Among the work that EPA funding has supported in recent years in Washington state, the Puget Sound and Snohomish County:
The National Estuary Program, which supports salmon and other habitat restoration projects and programs that are working to resolve the problems caused for local waters by failing septic systems and polluted stormwater, by treating pollutants and preventing them from entering waterways.
Clean air programs that provide a significant health benefit to more than 625,000 adults and children in the state with asthma.
Enforcement of the cleanup of Superfund sites, such as the lead and arsenic remediation of neighborhoods in Everett, Tacoma and Ruston and the nuclear waste cleanup at Hanford. Thousands of more such sites in Washington state are waiting for such funding.
Support of the state’s Drinking Water Revolving Fund, used to fund replacement of lead-laden water pipes in older neighborhoods and buildings and failing water systems.
The loss of federal dollars for those programs and others runs deeper than the federal money itself. There’s a loss, too, in the economic benefit that results and the potential for leverage that the federal funding provides.
Two recent examples:
The cleanup from the Asarco smelters in Ruston improved the property value of homes there by an average of more than $52,000, estimates Earth Economics, a Tacoma-based environmental nonprofit. And the cleanup allowed for the construction of a $1 billion mixed-use development on the old smelter site.
Everett residents last Earth Day celebrated the completion of a restoration project at Everett’s Howarth Beach, that returned a more natural setting to the beach, replanted near-shore beds that provide fish habitat for forage fish that salmon and other sealife depend on, and used dredge spoils from the Snohomish River to replenish the natural movement of beach sand along the Everett waterfront. A $592,000 grant from the EPA helped to leverage additional funding, support and contributions through Snohomish County’s Marine Resources Council for the $1.57 million project.

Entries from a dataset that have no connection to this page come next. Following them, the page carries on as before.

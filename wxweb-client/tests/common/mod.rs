//! Scripted transport shared by the integration tests.
#![allow(dead_code)]

use std::collections::VecDeque;
use std::sync::{Arc, Mutex};

use async_trait::async_trait;
use serde_json::{Value, json};

use wxweb_client::errors::RequestError;
use wxweb_client::session::{SessionSnapshot, SyncKey, WxSession};
use wxweb_client::transport::{CookieRecord, HttpRequest, HttpResponse, Transport};
use wxweb_client::{Client, ClientSnapshot};

/// Answers requests from a pre-loaded script, in order, and records every
/// request for later inspection. An exhausted script answers with a network
/// error.
#[derive(Default)]
pub struct MockTransport {
    script: Mutex<VecDeque<Option<HttpResponse>>>,
    requests: Mutex<Vec<HttpRequest>>,
    cookies: Mutex<Vec<CookieRecord>>,
}

impl MockTransport {
    pub fn new() -> Arc<Self> {
        Arc::new(Self::default())
    }

    pub fn push_text(&self, body: &str) {
        self.push_response(200, body.as_bytes().to_vec());
    }

    pub fn push_json(&self, value: Value) {
        self.push_response(200, value.to_string().into_bytes());
    }

    pub fn push_response(&self, status: u16, body: Vec<u8>) {
        self.script
            .lock()
            .unwrap()
            .push_back(Some(HttpResponse { status, body }));
    }

    pub fn push_error(&self) {
        self.script.lock().unwrap().push_back(None);
    }

    pub fn requests(&self) -> Vec<HttpRequest> {
        self.requests.lock().unwrap().clone()
    }

    pub fn request_count(&self) -> usize {
        self.requests.lock().unwrap().len()
    }
}

#[async_trait]
impl Transport for MockTransport {
    async fn request(&self, req: HttpRequest) -> Result<HttpResponse, RequestError> {
        self.requests.lock().unwrap().push(req);
        match self.script.lock().unwrap().pop_front() {
            Some(Some(response)) => Ok(response),
            Some(None) => Err(RequestError::new("scripted network failure")),
            None => Err(RequestError::new("script exhausted")),
        }
    }

    fn cookie(&self, name: &str) -> Option<String> {
        self.cookies
            .lock()
            .unwrap()
            .iter()
            .find(|c| c.name == name)
            .map(|c| c.value.clone())
    }

    fn export_cookies(&self) -> Vec<CookieRecord> {
        self.cookies.lock().unwrap().clone()
    }

    fn import_cookies(&self, cookies: &[CookieRecord]) {
        self.cookies.lock().unwrap().extend_from_slice(cookies);
    }
}

pub fn cookie(name: &str, value: &str) -> CookieRecord {
    CookieRecord {
        name: name.to_string(),
        value: value.to_string(),
        domain: "wx.qq.com".to_string(),
        path: "/".to_string(),
        secure: false,
        expires: None,
    }
}

pub fn wx_session() -> WxSession {
    WxSession {
        skey: "@crypt_skey".to_string(),
        pass_ticket: "ticket==".to_string(),
        wxsid: "SID".to_string(),
        wxuin: 446_174,
        isgrayscale: true,
        sync_key: SyncKey::new(vec![(1, 100), (2, 200)]),
    }
}

pub fn logged_in_snapshot() -> ClientSnapshot {
    ClientSnapshot {
        session: SessionSnapshot {
            wx_session: Some(wx_session()),
            cookies: vec![cookie("webwx_data_ticket", "dt-abc")],
            endpoint: Some("wx.qq.com".to_string()),
        },
        user: Some(json!({ "UserName": "@me", "NickName": "Me" })),
        qr_uuid: None,
    }
}

/// A client restored into the logged-in state over a fresh mock transport.
pub async fn logged_in_client() -> (Client, Arc<MockTransport>) {
    let transport = MockTransport::new();
    let client = Client::new(transport.clone());
    client.restore(logged_in_snapshot()).await;
    (client, transport)
}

Washington’s congressional delegation has shown itself to be good stewards of the state’s environment in years past. Its members, Democrat and Republican, will need to stand together to restore full funding to the EPA. Last month, U.S. Sens. Maria Cantwell and Patty Murray joined nearly three-dozen other senators in urging fellow senators to push back against the proposed cuts.
“Because of these endless attacks on both the career employees and regional programs, the EPA is badly underfunded, understaffed and struggling to perform its basic and legally required functions,” the letter said.
The House, for its part, has proposed a budget that rejects most of the Trump administration’s EPA cuts but would still reduce current funding for the agency by $528 million.
Bureaucracy and government waste make a useful punching bag during political campaigns, but those allegations fail to recognize the immense value of the work the EPA and its employees have performed in our communities to protect our quality of life, our health and our environment.